- _TASK STATEMENT_
Beginning with the first line below, please restate each line exactly, down to and including the line containing "(Some(endpoint), _) =>".

- _DATA FOR THIS EXERCISE_
######

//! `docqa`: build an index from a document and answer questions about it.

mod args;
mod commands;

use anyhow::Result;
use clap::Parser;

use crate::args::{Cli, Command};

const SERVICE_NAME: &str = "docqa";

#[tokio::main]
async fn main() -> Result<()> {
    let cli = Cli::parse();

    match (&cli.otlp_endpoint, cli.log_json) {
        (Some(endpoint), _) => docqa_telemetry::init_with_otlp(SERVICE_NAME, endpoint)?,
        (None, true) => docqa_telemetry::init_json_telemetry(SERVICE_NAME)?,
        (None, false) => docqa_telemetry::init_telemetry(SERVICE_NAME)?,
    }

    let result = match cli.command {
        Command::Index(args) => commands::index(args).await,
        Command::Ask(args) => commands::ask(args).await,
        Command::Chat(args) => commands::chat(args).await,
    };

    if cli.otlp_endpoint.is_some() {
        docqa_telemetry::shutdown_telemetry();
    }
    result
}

######

- _REPLY_
//! `docqa`: build an index from a document and answer questions about it.

mod args;
mod commands;

use anyhow::Result;
use clap::Parser;

use crate::args::{Cli, Command};

const SERVICE_NAME: &str = "docqa";

#[tokio::main]
async fn main() -> Result<()> {
    let cli = Cli::parse();

    match (&cli.otlp_endpoint, cli.log_json) {
        (Some(endpoint), _) => docqa_telemetry::init_with_otlp(SERVICE_NAME, endpoint)?,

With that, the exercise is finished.